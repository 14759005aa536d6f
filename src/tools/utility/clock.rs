//! Countdown timer and stopwatch.
//!
//! On a terminal both run in raw mode, redrawing on tick events from
//! [`EventHandler`] and reacting to key presses. Otherwise they fall back to
//! plain sleeping and line reads so they work in pipes and scripts.

use std::io::{self, BufRead, Write};
use std::thread;
use std::time::{Duration, Instant};

use color_eyre::Result;
use crossterm::event::KeyCode;

use crate::constants;
use crate::event::{self, Event, EventHandler, RawModeGuard};

/// How a countdown ended.
#[derive(Debug, Clone, Copy, PartialEq, Eq)]
pub enum Countdown {
    Finished,
    Cancelled,
}

fn remaining_line(remaining: f64) -> String {
    format!("\rRemaining: {remaining:5.1} s")
}

/// Counts down `seconds`, redrawing the remaining time in place.
///
/// # Errors
///
/// Returns an error if the terminal or output fails.
pub fn timer(out: &mut dyn Write, seconds: f64) -> Result<()> {
    writeln!(out, "Timer started for {seconds} seconds...")?;
    let outcome = if event::stdin_is_terminal() {
        countdown_interactive(out, seconds)?
    } else {
        countdown_plain(out, seconds)?
    };
    match outcome {
        Countdown::Finished => writeln!(out, "\r{:<24}", constants::MSG_TIMES_UP)?,
        Countdown::Cancelled => writeln!(out, "\r{:<24}", "Timer cancelled.")?,
    }
    Ok(())
}

fn countdown_plain(out: &mut dyn Write, seconds: f64) -> Result<Countdown> {
    let start = Instant::now();
    let tick = Duration::from_millis(constants::COUNTDOWN_TICK_MS);
    loop {
        let remaining = seconds - start.elapsed().as_secs_f64();
        if remaining <= 0.0 {
            return Ok(Countdown::Finished);
        }
        write!(out, "{}", remaining_line(remaining))?;
        out.flush()?;
        thread::sleep(tick);
    }
}

fn countdown_interactive(out: &mut dyn Write, seconds: f64) -> Result<Countdown> {
    if seconds <= 0.0 {
        return Ok(Countdown::Finished);
    }
    let start = Instant::now();
    let _raw = RawModeGuard::enable()?;
    let events = EventHandler::new(constants::COUNTDOWN_TICK_MS);
    loop {
        match events.next()? {
            Event::Tick => {
                let remaining = seconds - start.elapsed().as_secs_f64();
                if remaining <= 0.0 {
                    return Ok(Countdown::Finished);
                }
                write!(out, "{}", remaining_line(remaining))?;
                out.flush()?;
            }
            Event::Key(key) if event::is_cancel(&key) => return Ok(Countdown::Cancelled),
            Event::Key(_) => {}
        }
    }
}

/// The final stopwatch line.
#[must_use]
pub fn elapsed_line(elapsed: Duration) -> String {
    format!("Elapsed time: {:.2} seconds", elapsed.as_secs_f64())
}

/// Runs until Enter is pressed, then prints the elapsed time.
///
/// # Errors
///
/// Returns an error if the terminal or stdin fails.
pub fn stopwatch(out: &mut dyn Write) -> Result<()> {
    writeln!(out, "Press Enter to stop the stopwatch...")?;
    let start = Instant::now();
    if event::stdin_is_terminal() {
        run_until_enter(out, start)?;
    } else {
        let mut line = String::new();
        io::stdin().lock().read_line(&mut line)?;
    }
    writeln!(out, "{}", elapsed_line(start.elapsed()))?;
    Ok(())
}

fn run_until_enter(out: &mut dyn Write, start: Instant) -> Result<()> {
    {
        let _raw = RawModeGuard::enable()?;
        let events = EventHandler::new(constants::COUNTDOWN_TICK_MS);
        loop {
            match events.next()? {
                Event::Tick => {
                    write!(out, "\rElapsed: {:.1} s", start.elapsed().as_secs_f64())?;
                    out.flush()?;
                }
                Event::Key(key) if key.code == KeyCode::Enter || event::is_cancel(&key) => break,
                Event::Key(_) => {}
            }
        }
    }
    writeln!(out)?;
    Ok(())
}
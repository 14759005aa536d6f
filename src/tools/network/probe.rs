//! Wrappers around the system `ping` and `traceroute` utilities.

use std::io::{self, Write};
use std::process::Command;

use color_eyre::eyre::{eyre, WrapErr};
use color_eyre::Result;

use crate::{constants, output};

/// Program and arguments for `ping` on this platform.
#[must_use]
pub fn ping_command(host: &str, count: u32) -> (&'static str, Vec<String>) {
    let flag = if cfg!(windows) { "-n" } else { "-c" };
    ("ping", vec![flag.to_string(), count.to_string(), host.to_string()])
}

/// Program and arguments for a route trace on this platform.
#[must_use]
pub fn traceroute_command(host: &str, max_hops: u32) -> (&'static str, Vec<String>) {
    if cfg!(windows) {
        ("tracert", vec!["-h".to_string(), max_hops.to_string(), host.to_string()])
    } else {
        ("traceroute", vec!["-m".to_string(), max_hops.to_string(), host.to_string()])
    }
}

/// Runs `program`, echoes its stdout, and reports whether it succeeded.
fn pass_through(out: &mut dyn Write, program: &str, args: &[String]) -> Result<bool> {
    tracing::debug!(program, ?args, "spawning");
    let result = Command::new(program).args(args).output();
    let output = match result {
        Ok(output) => output,
        Err(e) if e.kind() == io::ErrorKind::NotFound => {
            return Err(eyre!("System '{program}' command not found."));
        }
        Err(e) => return Err(e).wrap_err_with(|| format!("Failed to run {program}")),
    };
    out.write_all(&output.stdout)?;
    if !output.stderr.is_empty() {
        tracing::debug!(stderr = %String::from_utf8_lossy(&output.stderr).trim(), "{program} stderr");
    }
    Ok(output.status.success())
}

/// Sends `count` echo requests through the system `ping`.
///
/// # Errors
///
/// Returns an error if `ping` is not installed. A failed ping is reported
/// but is not an error.
pub fn ping(out: &mut dyn Write, host: &str, count: u32) -> Result<()> {
    writeln!(out, "Pinging {host} with {count} packets...")?;
    let (program, args) = ping_command(host, count);
    if !pass_through(out, program, &args)? {
        output::failure(out, constants::MSG_PING_FAILED)?;
        if !crate::utils::is_root() {
            tracing::info!("some platforms require elevated privileges for ICMP");
        }
    }
    Ok(())
}

/// Traces the route to `host` through the system utility.
///
/// # Errors
///
/// Returns an error if the utility is not installed.
pub fn traceroute(out: &mut dyn Write, host: &str, max_hops: u32) -> Result<()> {
    writeln!(out, "Tracing route to {host} (max {max_hops} hops)...")?;
    let (program, args) = traceroute_command(host, max_hops);
    if !pass_through(out, program, &args)? {
        output::failure(out, constants::MSG_TRACEROUTE_FAILED)?;
    }
    Ok(())
}
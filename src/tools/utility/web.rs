//! Weather and currency lookups.

use std::io::Write;

use color_eyre::eyre::{eyre, WrapErr};
use color_eyre::Result;
use reqwest::blocking::Client;
use serde::Deserialize;
use serde_json::Value;
use url::Url;

use crate::{http, output};

/// Subset of the wttr.in `format=j1` document.
#[derive(Debug, Deserialize)]
pub struct WeatherReport {
    current_condition: Vec<CurrentCondition>,
}

#[derive(Debug, Deserialize)]
struct CurrentCondition {
    #[serde(rename = "temp_C")]
    temp_c: String,
    #[serde(rename = "FeelsLikeC")]
    feels_like_c: String,
    humidity: String,
    #[serde(rename = "windspeedKmph")]
    windspeed_kmph: String,
    #[serde(rename = "weatherDesc", default)]
    weather_desc: Vec<TextValue>,
}

#[derive(Debug, Deserialize)]
struct TextValue {
    value: String,
}

impl WeatherReport {
    /// `Metric | Value` rows for the current conditions.
    ///
    /// # Errors
    ///
    /// Returns an error if the report has no current conditions.
    pub fn rows(&self) -> Result<Vec<Vec<String>>> {
        let current = self
            .current_condition
            .first()
            .ok_or_else(|| eyre!("Weather report has no current conditions"))?;
        let description = current
            .weather_desc
            .first()
            .map_or_else(String::new, |d| d.value.clone());
        Ok(vec![
            vec!["Temperature".to_string(), format!("{} °C", current.temp_c)],
            vec!["Feels Like".to_string(), format!("{} °C", current.feels_like_c)],
            vec!["Humidity".to_string(), format!("{} %", current.humidity)],
            vec!["Wind".to_string(), format!("{} km/h", current.windspeed_kmph)],
            vec!["Weather".to_string(), description],
        ])
    }
}

/// Prints current conditions for `city`.
///
/// # Errors
///
/// Returns an error on request failure, a non-success status, or an
/// unexpected response shape.
pub fn weather(out: &mut dyn Write, client: &Client, base_url: &str, city: &str) -> Result<()> {
    let url = format!(
        "{}/{}?format=j1",
        base_url.trim_end_matches('/'),
        urlencoding::encode(city)
    );
    let report: WeatherReport = http::get_json(client, &url).wrap_err("Failed to fetch weather")?;
    write!(out, "{}", output::render_table(&["Metric", "Value"], &report.rows()?))?;
    Ok(())
}

/// Builds the `/convert` request URL with upper-cased currency codes.
///
/// # Errors
///
/// Returns an error if `base_url` is not a valid URL.
pub fn conversion_url(base_url: &str, amount: f64, from: &str, to: &str) -> Result<Url> {
    let endpoint = format!("{}/convert", base_url.trim_end_matches('/'));
    Url::parse_with_params(
        &endpoint,
        &[
            ("from", from.to_uppercase()),
            ("to", to.to_uppercase()),
            ("amount", amount.to_string()),
        ],
    )
    .wrap_err_with(|| format!("Invalid endpoint: {endpoint}"))
}

/// Converts `amount` between currencies and prints `AMOUNT FROM = RESULT TO`.
///
/// # Errors
///
/// Returns an error on request failure or when the response carries no
/// numeric `result`.
pub fn currency_convert(
    out: &mut dyn Write,
    client: &Client,
    base_url: &str,
    amount: f64,
    from: &str,
    to: &str,
) -> Result<()> {
    let url = conversion_url(base_url, amount, from, to)?;
    let data: Value = http::get_json(client, url.as_str()).wrap_err("Failed to convert currency")?;
    let result = data
        .get("result")
        .and_then(Value::as_f64)
        .ok_or_else(|| eyre!("Conversion failed."))?;
    writeln!(
        out,
        "{amount} {} = {result:.2} {}",
        from.to_uppercase(),
        to.to_uppercase()
    )?;
    Ok(())
}
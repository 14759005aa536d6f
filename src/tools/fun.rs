//! Banners, jokes, fortunes and quotes.

use std::io::Write;

use color_eyre::eyre::{eyre, WrapErr};
use color_eyre::Result;
use figlet_rs::FIGfont;
use rand::seq::IndexedRandom;
use reqwest::blocking::Client;
use serde::Deserialize;

use crate::{constants, http};

/// Renders `text` with the FIGlet standard font.
///
/// # Errors
///
/// Returns an error if the font cannot be loaded or the text cannot be
/// rendered.
pub fn render_banner(text: &str) -> Result<String> {
    let font = FIGfont::standard().map_err(|e| eyre!("ASCII art generation failed: {e}"))?;
    let figure = font
        .convert(text)
        .ok_or_else(|| eyre!("ASCII art generation failed: unsupported text"))?;
    Ok(figure.to_string())
}

/// Prints `text` as a FIGlet banner.
///
/// # Errors
///
/// Returns an error if the banner cannot be rendered.
pub fn ascii_art(out: &mut dyn Write, text: &str) -> Result<()> {
    writeln!(out, "{}", render_banner(text)?)?;
    Ok(())
}

#[derive(Debug, Deserialize)]
struct Joke {
    setup: String,
    punchline: String,
}

/// Fetches and prints a random joke.
///
/// # Errors
///
/// Returns an error on request failure or an unexpected response.
pub fn joke(out: &mut dyn Write, client: &Client, url: &str) -> Result<()> {
    let joke: Joke = http::get_json(client, url).wrap_err("Failed to fetch joke")?;
    writeln!(out, "{}\n{}", joke.setup, joke.punchline)?;
    Ok(())
}

/// Picks one of the built-in fortunes.
#[must_use]
pub fn pick_fortune() -> &'static str {
    constants::FORTUNES
        .choose(&mut rand::rng())
        .copied()
        .unwrap_or(constants::FORTUNES[0])
}

/// Prints a random fortune.
///
/// # Errors
///
/// Returns an error if output cannot be written.
pub fn fortune(out: &mut dyn Write) -> Result<()> {
    writeln!(out, "{}", pick_fortune())?;
    Ok(())
}

#[derive(Debug, Deserialize)]
struct Quote {
    content: String,
    author: String,
}

/// Fetches and prints a random quote with its author.
///
/// # Errors
///
/// Returns an error on request failure or an unexpected response.
pub fn quote(out: &mut dyn Write, client: &Client, url: &str) -> Result<()> {
    let quote: Quote = http::get_json(client, url).wrap_err("Failed to fetch quote")?;
    writeln!(out, "{}\n— {}", quote.content, quote.author)?;
    Ok(())
}

#[cfg(test)]
mod tests {
    use super::*;
    use crate::http::testing::serve_once;
    use serde_json::json;

    #[test]
    fn test_banner_is_multiline() {
        let banner = render_banner("Hi").unwrap();
        assert!(banner.lines().count() >= 4);
        assert!(banner.contains('|'));
    }

    #[test]
    fn test_fortune_is_builtin() {
        assert!(constants::FORTUNES.contains(&pick_fortune()));
    }

    #[test]
    fn test_joke_against_local_server() {
        let body = json!({
            "type": "general",
            "setup": "Why did the scarecrow win an award?",
            "punchline": "He was outstanding in his field.",
            "id": 1
        })
        .to_string();
        let (base, server) = serve_once("200 OK", "application/json", body);
        let client = http::client(5).unwrap();

        let mut out = Vec::new();
        joke(&mut out, &client, &format!("{base}/jokes/random")).unwrap();
        assert_eq!(server.join().unwrap(), "GET /jokes/random HTTP/1.1");
        assert_eq!(
            String::from_utf8(out).unwrap(),
            "Why did the scarecrow win an award?\nHe was outstanding in his field.\n"
        );
    }

    #[test]
    fn test_quote_against_local_server() {
        let body = json!({"content": "Stay hungry.", "author": "Someone", "tags": []}).to_string();
        let (base, server) = serve_once("200 OK", "application/json", body);
        let client = http::client(5).unwrap();

        let mut out = Vec::new();
        quote(&mut out, &client, &base).unwrap();
        server.join().unwrap();
        assert_eq!(String::from_utf8(out).unwrap(), "Stay hungry.\n— Someone\n");
    }

    #[test]
    fn test_joke_server_error() {
        let (base, server) = serve_once("500 Internal Server Error", "text/plain", String::new());
        let client = http::client(5).unwrap();

        let mut out = Vec::new();
        assert!(joke(&mut out, &client, &base).is_err());
        server.join().unwrap();
    }
}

***

■ BRIEF ■
If a line in the records above has the word "flag", copy it out.

■ SOLUTION TO THIS PROBLEM ■
    let flag = if cfg!(windows) { "-n" } else { "-c" };
    ("ping", vec![flag.to_string(), count.to_string(), host.to_string()])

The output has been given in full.